(Beginning of Records shown)

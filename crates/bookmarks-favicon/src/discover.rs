use scraper::{Html, Selector};
use url::Url;

use crate::error::{FetchError, Result};

/// Find the `href` of the page's icon link.
///
/// Links whose `rel` contains the token `icon` (which covers
/// `rel="shortcut icon"`) are considered, case-insensitively. A
/// `shortcut icon` link wins over a plain `icon` link.
pub fn discover_icon_href(html: &str) -> Option<String> {
    let document = Html::parse_document(html);
    let selector = Selector::parse("link[rel][href]").ok()?;

    let mut plain = None;
    for link in document.select(&selector) {
        let (Some(rel), Some(href)) = (link.value().attr("rel"), link.value().attr("href")) else {
            continue;
        };
        let href = href.trim();
        if href.is_empty() {
            continue;
        }

        let rel = rel.to_ascii_lowercase();
        let tokens: Vec<&str> = rel.split_ascii_whitespace().collect();
        if !tokens.contains(&"icon") {
            continue;
        }
        if tokens.contains(&"shortcut") {
            return Some(href.to_string());
        }
        if plain.is_none() {
            plain = Some(href.to_string());
        }
    }
    plain
}

/// Parse a page URL and drop a trailing `index.html` / `index.htm`.
pub fn page_base(page_url: &str) -> Result<Url> {
    let mut url = Url::parse(page_url).map_err(|source| FetchError::InvalidUrl {
        url: page_url.to_string(),
        source,
    })?;

    let trimmed = url
        .path()
        .strip_suffix("index.html")
        .or_else(|| url.path().strip_suffix("index.htm"))
        .filter(|rest| rest.ends_with('/'))
        .map(str::to_string);
    if let Some(path) = trimmed {
        url.set_path(&path);
    }
    Ok(url)
}

/// Resolve an icon `href` against the page it was found on.
///
/// Absolute URLs are taken as-is, `//host/...` inherits the page's scheme,
/// `/path` is joined to the origin and anything else is joined to the page's
/// directory.
pub fn resolve_icon_url(page: &Url, href: &str) -> Result<Url> {
    page.join(href).map_err(|source| FetchError::InvalidUrl {
        url: href.to_string(),
        source,
    })
}
use std::sync::Arc;

use async_trait::async_trait;
use bookmarks_store::{Favicon, Store, StoreError};
use chrono::{DateTime, Utc};
use tracing::debug;

use crate::blob_store::{check_id, check_payload, BlobStore};
use crate::error::BlobError;

/// Favicon blobs as rows of the `FAVICONS` table.
#[derive(Clone)]
pub struct DbBlobStore {
    store: Arc<Store>,
    max_size: usize,
}

impl DbBlobStore {
    pub fn new(store: Arc<Store>, max_size: usize) -> Self {
        Self { store, max_size }
    }

    async fn blocking<T, F>(&self, f: F) -> Result<T, BlobError>
    where
        T: Send + 'static,
        F: FnOnce(&Store) -> Result<T, BlobError> + Send + 'static,
    {
        let store = self.store.clone();
        tokio::task::spawn_blocking(move || f(&store))
            .await
            .map_err(|e| BlobError::Internal(e.to_string()))?
    }
}

#[async_trait]
impl BlobStore for DbBlobStore {
    async fn save(
        &self,
        id: &str,
        payload: &[u8],
        modified: DateTime<Utc>,
    ) -> Result<Favicon, BlobError> {
        check_id(id)?;
        check_payload(id, payload, self.max_size)?;

        let favicon = Favicon {
            id: id.to_string(),
            payload: payload.to_vec(),
            modified,
        };
        self.blocking(move |store| {
            store.in_unit_of_work(|repo| {
                match repo.get_favicon(&favicon.id) {
                    Ok(existing) if existing.payload == favicon.payload => {
                        debug!(id = %favicon.id, "Blob already stored");
                        return Ok(existing);
                    }
                    Ok(_) | Err(StoreError::NotFound) => {}
                    Err(e) => return Err(e.into()),
                }
                Ok(repo.save_favicon(&favicon)?)
            })
        })
        .await
    }

    async fn get(&self, id: &str) -> Result<Favicon, BlobError> {
        let id = id.to_string();
        self.blocking(move |store| {
            store.read(|repo| match repo.get_favicon(&id) {
                Ok(favicon) => Ok(favicon),
                Err(StoreError::NotFound) => Err(BlobError::NotFound(id.clone())),
                Err(e) => Err(e.into()),
            })
        })
        .await
    }

    async fn delete(&self, id: &str) -> Result<(), BlobError> {
        let id = id.to_string();
        self.blocking(move |store| {
            if store.with_repository(|repo| repo.delete_favicon(&id))? {
                debug!(id = %id, "Deleted blob");
                Ok(())
            } else {
                Err(BlobError::NotFound(id))
            }
        })
        .await
    }
}

#[cfg(test)]
mod tests {
    use super::*;

    fn blob_store() -> DbBlobStore {
        DbBlobStore::new(Arc::new(Store::open_in_memory().unwrap()), 1024)
    }

    #[tokio::test]
    async fn save_get_delete() {
        let blobs = blob_store();
        blobs.save("a.ico", b"payload", Utc::now()).await.unwrap();
        assert_eq!(blobs.get("a.ico").await.unwrap().payload, b"payload");

        blobs.delete("a.ico").await.unwrap();
        assert!(matches!(blobs.get("a.ico").await, Err(BlobError::NotFound(_))));
        assert!(matches!(blobs.delete("a.ico").await, Err(BlobError::NotFound(_))));
    }

    #[tokio::test]
    async fn identical_save_keeps_first_timestamp() {
        let blobs = blob_store();
        let first = blobs.save("a.ico", b"same", Utc::now()).await.unwrap();
        let later = Utc::now() + chrono::Duration::seconds(60);
        let second = blobs.save("a.ico", b"same", later).await.unwrap();
        assert_eq!(first.modified, second.modified);
    }

    #[tokio::test]
    async fn limits_apply() {
        let blobs = blob_store();
        assert!(matches!(
            blobs.save("a.ico", &[1u8; 4096], Utc::now()).await,
            Err(BlobError::TooLarge { .. })
        ));
        assert!(matches!(
            blobs.save("", b"x", Utc::now()).await,
            Err(BlobError::InvalidId(_))
        ));
    }
}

(End of Records shown)

About this task. Copy out every line of the records that the string "repo" appears in.

Task response.
            store.in_unit_of_work(|repo| {
                match repo.get_favicon(&favicon.id) {
                Ok(repo.save_favicon(&favicon)?)
            store.read(|repo| match repo.get_favicon(&id) {
            if store.with_repository(|repo| repo.delete_favicon(&id))? {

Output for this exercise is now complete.